** Raw data follows **

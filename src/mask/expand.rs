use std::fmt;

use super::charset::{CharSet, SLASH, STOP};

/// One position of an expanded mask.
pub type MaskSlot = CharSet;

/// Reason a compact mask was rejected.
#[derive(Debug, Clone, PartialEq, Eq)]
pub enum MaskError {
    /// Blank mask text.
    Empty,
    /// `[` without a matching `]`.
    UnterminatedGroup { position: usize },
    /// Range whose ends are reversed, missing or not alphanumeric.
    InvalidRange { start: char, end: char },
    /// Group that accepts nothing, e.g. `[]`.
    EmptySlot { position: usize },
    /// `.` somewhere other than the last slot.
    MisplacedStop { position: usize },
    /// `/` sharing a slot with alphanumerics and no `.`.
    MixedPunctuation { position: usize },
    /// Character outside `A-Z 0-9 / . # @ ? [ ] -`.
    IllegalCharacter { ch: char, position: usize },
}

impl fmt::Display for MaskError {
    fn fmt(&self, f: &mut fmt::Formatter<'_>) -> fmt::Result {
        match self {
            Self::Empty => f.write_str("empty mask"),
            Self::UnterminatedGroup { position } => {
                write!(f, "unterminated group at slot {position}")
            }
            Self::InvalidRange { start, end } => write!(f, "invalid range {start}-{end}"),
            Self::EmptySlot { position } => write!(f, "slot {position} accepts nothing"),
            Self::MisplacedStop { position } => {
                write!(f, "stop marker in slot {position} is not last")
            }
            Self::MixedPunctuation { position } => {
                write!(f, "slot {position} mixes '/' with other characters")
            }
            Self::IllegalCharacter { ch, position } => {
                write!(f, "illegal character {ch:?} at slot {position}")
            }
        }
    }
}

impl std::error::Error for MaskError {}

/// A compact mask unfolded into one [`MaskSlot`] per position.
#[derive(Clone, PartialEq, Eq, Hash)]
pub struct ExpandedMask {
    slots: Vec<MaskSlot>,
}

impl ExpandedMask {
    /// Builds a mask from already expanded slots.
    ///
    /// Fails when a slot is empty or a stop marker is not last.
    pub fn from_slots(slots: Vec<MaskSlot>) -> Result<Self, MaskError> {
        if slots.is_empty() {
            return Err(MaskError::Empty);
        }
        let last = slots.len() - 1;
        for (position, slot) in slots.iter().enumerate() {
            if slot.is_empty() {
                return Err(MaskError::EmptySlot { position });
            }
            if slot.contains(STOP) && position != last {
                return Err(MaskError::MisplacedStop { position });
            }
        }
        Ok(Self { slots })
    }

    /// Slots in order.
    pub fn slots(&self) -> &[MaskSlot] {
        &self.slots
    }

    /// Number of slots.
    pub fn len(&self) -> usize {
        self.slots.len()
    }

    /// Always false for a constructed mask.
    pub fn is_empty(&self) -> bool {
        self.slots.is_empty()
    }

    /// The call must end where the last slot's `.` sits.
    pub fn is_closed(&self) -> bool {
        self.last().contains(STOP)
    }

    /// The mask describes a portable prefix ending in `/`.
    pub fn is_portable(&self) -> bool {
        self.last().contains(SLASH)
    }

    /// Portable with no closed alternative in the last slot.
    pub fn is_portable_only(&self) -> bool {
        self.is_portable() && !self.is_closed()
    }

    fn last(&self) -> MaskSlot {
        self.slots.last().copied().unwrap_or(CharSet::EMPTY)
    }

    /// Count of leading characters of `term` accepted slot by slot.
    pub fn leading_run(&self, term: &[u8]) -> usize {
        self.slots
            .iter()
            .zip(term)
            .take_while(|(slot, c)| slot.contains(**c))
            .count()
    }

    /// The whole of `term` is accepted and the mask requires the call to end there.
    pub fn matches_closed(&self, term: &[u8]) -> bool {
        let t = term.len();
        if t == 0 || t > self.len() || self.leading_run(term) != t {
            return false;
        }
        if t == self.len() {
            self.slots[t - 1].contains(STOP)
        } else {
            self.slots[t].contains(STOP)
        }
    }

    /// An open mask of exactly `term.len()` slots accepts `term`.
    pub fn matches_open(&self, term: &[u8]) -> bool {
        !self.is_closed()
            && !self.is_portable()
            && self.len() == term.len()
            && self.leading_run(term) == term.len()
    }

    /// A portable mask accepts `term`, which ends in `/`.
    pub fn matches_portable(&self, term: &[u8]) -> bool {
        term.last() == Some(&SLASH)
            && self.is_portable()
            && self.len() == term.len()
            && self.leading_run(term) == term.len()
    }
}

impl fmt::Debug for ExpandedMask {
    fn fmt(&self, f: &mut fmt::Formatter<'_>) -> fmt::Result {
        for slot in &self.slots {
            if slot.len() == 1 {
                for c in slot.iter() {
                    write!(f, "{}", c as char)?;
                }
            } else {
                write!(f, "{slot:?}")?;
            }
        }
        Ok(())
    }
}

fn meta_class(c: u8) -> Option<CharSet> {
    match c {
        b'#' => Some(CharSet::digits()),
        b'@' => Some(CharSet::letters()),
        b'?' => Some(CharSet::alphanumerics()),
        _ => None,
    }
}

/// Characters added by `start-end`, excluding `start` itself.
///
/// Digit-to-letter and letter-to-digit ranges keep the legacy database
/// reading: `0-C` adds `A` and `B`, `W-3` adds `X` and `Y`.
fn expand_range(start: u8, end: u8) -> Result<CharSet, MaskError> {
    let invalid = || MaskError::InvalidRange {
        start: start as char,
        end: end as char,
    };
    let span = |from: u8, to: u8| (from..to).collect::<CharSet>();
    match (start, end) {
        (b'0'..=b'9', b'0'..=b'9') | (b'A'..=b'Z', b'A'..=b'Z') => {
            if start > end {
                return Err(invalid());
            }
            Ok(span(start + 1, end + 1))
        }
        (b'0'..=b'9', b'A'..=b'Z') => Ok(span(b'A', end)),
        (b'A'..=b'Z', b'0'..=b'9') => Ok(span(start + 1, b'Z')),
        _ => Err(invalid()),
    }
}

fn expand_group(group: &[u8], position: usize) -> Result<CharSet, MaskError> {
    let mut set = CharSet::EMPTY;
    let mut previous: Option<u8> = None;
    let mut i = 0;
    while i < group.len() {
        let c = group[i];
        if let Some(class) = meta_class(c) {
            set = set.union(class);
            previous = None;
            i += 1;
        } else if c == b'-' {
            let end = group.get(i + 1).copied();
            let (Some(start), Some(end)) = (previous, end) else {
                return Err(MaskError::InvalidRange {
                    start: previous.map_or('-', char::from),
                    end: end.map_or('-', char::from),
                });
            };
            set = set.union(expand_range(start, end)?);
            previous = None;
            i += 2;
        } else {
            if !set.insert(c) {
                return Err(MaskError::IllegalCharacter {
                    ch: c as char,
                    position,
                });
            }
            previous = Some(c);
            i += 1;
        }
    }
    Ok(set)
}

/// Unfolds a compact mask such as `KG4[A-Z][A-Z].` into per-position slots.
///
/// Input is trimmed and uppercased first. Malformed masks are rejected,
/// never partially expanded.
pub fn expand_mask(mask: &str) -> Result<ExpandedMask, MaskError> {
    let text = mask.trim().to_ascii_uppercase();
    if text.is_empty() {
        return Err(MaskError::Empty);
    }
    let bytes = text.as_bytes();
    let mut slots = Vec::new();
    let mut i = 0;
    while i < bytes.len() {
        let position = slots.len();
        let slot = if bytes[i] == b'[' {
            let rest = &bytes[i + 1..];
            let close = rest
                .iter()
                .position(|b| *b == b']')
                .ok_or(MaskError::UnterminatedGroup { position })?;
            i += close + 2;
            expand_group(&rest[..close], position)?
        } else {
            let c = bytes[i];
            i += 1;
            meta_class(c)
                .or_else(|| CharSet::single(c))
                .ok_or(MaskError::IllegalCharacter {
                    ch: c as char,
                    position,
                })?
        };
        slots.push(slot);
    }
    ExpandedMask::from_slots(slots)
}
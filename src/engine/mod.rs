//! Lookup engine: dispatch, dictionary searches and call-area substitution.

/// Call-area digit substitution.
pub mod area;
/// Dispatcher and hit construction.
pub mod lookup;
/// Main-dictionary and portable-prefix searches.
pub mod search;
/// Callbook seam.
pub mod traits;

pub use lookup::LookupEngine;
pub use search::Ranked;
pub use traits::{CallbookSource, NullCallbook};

** End of Raw data **
** Raw data follows **

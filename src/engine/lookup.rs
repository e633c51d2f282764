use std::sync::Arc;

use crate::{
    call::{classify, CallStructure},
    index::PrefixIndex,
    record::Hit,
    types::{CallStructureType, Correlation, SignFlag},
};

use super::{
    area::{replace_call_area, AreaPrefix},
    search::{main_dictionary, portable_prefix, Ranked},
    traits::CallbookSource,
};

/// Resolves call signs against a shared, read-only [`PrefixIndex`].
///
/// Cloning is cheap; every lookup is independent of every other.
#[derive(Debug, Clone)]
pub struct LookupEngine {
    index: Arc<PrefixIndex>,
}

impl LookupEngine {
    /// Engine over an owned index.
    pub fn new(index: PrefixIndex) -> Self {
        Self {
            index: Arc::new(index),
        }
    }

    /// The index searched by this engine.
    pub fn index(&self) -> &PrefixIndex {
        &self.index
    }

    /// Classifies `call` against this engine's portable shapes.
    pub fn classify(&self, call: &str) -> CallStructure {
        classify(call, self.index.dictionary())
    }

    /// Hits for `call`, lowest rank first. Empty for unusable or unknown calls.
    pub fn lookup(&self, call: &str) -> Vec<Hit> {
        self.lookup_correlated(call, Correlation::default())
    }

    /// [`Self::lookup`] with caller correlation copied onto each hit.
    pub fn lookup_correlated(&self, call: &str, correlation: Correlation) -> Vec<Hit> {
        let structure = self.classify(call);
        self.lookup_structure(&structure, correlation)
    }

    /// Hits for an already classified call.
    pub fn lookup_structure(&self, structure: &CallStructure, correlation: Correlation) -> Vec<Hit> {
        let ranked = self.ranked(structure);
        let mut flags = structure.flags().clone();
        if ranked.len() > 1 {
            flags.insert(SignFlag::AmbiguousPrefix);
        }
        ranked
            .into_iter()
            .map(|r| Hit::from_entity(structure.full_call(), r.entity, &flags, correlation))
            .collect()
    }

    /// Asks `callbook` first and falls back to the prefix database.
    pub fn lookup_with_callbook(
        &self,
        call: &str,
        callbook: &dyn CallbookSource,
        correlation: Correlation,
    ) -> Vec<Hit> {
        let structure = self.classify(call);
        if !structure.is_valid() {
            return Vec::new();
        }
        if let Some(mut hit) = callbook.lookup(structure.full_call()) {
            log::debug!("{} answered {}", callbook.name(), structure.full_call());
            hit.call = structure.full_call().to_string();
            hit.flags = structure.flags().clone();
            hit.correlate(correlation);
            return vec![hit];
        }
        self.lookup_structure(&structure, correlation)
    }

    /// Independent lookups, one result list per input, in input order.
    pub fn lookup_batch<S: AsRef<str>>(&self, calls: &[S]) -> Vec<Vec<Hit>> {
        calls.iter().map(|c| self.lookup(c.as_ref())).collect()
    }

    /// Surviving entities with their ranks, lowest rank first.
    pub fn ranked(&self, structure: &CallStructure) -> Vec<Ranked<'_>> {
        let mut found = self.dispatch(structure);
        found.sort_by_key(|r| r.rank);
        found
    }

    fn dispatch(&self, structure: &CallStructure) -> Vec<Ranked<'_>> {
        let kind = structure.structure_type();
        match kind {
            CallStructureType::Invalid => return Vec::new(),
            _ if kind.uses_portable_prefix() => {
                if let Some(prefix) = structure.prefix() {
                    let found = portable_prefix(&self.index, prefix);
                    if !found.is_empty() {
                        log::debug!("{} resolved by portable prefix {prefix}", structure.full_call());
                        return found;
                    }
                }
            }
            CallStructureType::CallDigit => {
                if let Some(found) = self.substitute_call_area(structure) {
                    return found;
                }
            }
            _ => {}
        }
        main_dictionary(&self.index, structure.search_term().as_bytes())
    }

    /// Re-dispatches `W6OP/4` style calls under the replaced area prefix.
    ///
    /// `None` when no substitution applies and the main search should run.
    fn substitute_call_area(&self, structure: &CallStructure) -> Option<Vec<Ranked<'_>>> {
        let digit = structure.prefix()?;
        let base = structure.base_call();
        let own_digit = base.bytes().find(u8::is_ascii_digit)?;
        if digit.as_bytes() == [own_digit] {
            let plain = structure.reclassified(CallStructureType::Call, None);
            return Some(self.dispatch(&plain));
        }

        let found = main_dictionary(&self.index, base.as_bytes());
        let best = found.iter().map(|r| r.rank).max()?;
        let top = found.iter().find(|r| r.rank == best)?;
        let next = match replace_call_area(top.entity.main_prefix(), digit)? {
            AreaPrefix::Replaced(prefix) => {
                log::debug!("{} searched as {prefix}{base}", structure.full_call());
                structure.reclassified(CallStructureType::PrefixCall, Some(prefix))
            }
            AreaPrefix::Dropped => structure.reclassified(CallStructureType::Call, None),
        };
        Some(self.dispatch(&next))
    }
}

** End of Raw data **
** Raw data follows **

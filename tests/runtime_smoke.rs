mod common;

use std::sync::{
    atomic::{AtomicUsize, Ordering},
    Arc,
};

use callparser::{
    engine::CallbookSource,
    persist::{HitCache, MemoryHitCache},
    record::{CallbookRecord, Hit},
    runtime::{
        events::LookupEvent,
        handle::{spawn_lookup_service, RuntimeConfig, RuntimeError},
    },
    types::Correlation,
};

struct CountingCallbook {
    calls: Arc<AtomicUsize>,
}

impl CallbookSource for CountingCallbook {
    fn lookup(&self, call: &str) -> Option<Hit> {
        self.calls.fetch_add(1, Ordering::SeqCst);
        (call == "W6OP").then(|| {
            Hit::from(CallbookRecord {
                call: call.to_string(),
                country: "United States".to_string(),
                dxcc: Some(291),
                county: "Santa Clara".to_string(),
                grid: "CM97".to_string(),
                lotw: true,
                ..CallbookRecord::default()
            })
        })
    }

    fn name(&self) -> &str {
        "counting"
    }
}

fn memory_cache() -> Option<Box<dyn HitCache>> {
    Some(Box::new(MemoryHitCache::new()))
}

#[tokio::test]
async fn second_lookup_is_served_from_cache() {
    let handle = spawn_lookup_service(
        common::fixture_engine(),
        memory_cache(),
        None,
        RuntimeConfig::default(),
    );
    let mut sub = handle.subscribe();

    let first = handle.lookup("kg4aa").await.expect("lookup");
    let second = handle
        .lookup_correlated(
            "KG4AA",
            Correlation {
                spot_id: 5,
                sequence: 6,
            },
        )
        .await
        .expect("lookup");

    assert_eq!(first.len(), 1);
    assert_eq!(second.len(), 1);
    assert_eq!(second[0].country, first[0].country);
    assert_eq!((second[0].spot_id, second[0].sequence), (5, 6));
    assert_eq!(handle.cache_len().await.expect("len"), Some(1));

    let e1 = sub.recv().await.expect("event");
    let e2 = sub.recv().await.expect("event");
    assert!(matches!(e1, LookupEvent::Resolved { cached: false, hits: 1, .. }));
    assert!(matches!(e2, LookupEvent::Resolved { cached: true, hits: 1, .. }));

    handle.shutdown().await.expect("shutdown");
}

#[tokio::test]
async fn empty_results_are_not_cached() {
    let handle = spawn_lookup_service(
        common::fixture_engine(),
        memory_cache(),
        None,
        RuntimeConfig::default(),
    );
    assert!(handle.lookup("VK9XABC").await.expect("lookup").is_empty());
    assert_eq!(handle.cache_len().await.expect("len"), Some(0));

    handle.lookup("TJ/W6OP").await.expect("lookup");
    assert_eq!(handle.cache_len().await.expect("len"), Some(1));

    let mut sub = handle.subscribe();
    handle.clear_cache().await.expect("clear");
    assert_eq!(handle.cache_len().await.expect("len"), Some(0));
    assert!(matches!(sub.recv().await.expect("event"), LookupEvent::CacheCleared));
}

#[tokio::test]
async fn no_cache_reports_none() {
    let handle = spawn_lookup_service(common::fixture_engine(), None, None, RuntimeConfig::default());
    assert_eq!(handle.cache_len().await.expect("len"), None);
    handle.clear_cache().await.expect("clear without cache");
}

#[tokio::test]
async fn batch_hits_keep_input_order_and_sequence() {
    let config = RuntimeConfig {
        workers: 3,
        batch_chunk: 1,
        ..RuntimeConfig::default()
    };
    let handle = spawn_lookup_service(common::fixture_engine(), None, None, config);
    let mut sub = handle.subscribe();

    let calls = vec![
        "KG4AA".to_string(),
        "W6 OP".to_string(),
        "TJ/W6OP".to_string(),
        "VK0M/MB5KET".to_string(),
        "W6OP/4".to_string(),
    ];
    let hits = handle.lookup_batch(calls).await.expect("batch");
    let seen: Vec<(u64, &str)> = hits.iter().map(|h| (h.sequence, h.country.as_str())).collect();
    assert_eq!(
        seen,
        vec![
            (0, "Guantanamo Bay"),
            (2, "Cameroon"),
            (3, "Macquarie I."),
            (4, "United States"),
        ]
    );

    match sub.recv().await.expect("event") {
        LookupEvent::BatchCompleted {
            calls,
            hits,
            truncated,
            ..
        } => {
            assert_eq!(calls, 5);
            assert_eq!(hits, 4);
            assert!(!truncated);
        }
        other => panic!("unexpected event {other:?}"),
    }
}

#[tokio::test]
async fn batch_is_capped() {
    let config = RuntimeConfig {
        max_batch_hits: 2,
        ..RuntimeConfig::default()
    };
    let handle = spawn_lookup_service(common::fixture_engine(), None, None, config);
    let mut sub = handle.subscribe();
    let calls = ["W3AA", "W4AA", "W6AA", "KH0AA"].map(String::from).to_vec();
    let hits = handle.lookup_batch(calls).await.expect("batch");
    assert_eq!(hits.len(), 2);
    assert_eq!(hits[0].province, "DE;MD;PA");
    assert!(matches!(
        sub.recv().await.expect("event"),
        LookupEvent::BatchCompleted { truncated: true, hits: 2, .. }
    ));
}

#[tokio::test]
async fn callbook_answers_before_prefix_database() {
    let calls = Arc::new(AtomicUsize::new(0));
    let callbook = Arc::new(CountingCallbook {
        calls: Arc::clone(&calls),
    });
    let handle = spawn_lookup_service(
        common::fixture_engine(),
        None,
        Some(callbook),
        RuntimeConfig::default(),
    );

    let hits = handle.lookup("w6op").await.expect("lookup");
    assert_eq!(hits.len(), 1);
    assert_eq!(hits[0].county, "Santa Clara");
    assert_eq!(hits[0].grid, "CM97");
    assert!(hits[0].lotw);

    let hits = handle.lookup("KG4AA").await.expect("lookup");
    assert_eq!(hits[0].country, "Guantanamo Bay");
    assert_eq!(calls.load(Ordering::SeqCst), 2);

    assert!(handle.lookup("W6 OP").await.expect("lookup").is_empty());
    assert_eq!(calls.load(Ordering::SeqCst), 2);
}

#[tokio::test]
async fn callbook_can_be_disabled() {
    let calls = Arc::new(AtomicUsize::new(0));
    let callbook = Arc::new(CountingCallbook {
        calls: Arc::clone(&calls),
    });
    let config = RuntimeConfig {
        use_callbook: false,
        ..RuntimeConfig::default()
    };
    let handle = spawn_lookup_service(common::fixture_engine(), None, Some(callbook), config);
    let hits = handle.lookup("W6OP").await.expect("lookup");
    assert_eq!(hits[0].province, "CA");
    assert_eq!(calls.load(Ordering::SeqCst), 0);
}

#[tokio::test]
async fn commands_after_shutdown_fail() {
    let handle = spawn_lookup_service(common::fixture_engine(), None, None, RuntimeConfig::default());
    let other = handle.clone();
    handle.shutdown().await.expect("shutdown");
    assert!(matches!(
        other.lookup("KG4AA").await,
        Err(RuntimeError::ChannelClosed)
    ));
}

** End of Raw data **

What to produce: What lines of the material above hold the string "best"? Please copy them.

Reply to the task:
        let best = found.iter().map(|r| r.rank).max()?;
        let top = found.iter().find(|r| r.rank == best)?;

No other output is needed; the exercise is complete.